TRPA1 exacerbates selective retinal ganglion cell vulnerability under acute ocular hypertension.

Acute ocular hypertension (AOH), a major cause of progressive irreversible vision loss, showed significant retinal ganglion cell (RGC) degeneration as well as selective RGC vulnerability upon functional tests, yet the underlyding mechanisms remain incompletely understood. Here, we report the activation of transient receptor potential ankyrin 1 (TRPA1), a mechanosensitive ion channel on RGCs under AOH by RT-qPCR, Western blot, immunofluorescent, flow cytometry and calcium imaging tests.

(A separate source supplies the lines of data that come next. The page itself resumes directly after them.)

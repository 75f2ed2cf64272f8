//! # terraf-algorithms
//!
//! Mineral prospectivity scoring on co-registered raster grids.
//!
//! ## Modules
//!
//! - **imagery**: Landsat alteration indices and anomaly zones
//! - **statistics**: Percentiles and sample summaries
//! - **signature**: Spectral signatures of known occurrences
//! - **interpolation**: RBF surfaces from sparse point data
//! - **geophysics**: Regional trend removal and point anomalies
//! - **similarity**: Gaussian similarity scores
//! - **prospectivity**: Weighted fusion, target extraction and ranking
//! - **pipeline**: Session context running the whole chain

pub mod geophysics;
pub mod imagery;
pub mod interpolation;
pub mod pipeline;
pub mod prospectivity;
pub mod signature;
pub mod similarity;
pub mod statistics;

pub(crate) mod grid_ops;
pub(crate) mod maybe_rayon;

/// Prelude for convenient imports
pub mod prelude {
    pub use crate::geophysics::{MagneticSurface, field_derivatives};
    pub use crate::imagery::{
        AlterationIndex, AnomalyDirection, Band, LandsatBands, anomaly_zone, compute_index,
        compute_indices,
    };
    pub use crate::interpolation::{RbfInterpolator, RbfKernel, RbfParams, interpolate_to_grid};
    pub use crate::pipeline::{PointScoring, ProspectingConfig, ProspectingSession, RunReport};
    pub use crate::prospectivity::{
        Dimension, FusionWeights, ScoreSet, Target, TargetParams, extract_targets, fuse,
        sensitivity_analysis,
    };
    pub use crate::signature::{SignatureParams, SpectralSignature, extract_signature};
    pub use crate::similarity::{IndexWeights, TargetDistribution, score, score_raster};
    pub use terraf_core::prelude::*;
}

Downstream CaMKII/CREB pathways were evaluated, showing significantly elevated phospho-CaMKII and down-regulated phospho-CREB1 under AOH. Further, by applying a modified whole-brain clearing method, the region-specific RGC axonal damage among lateral geniculate nuclei (LGN) subregions were adopted to detect the involvement of TRPA1 on selective RGC vulnerability. Together with tissue-specific knock-out or channel inhibition test, the exacerbation of TRPA1 on RGC degeneration as well as selective injury tendency under AOH was confirmed. In virtue of our modified whole-brain clearing method, our data confirmed the innovational method to study the mechanisms behind selective vulnerability of neuronal cells, and in the meantime revealed the potential therapeutic opportunity of targeting TRPA1 for patients suffering from AOH attack.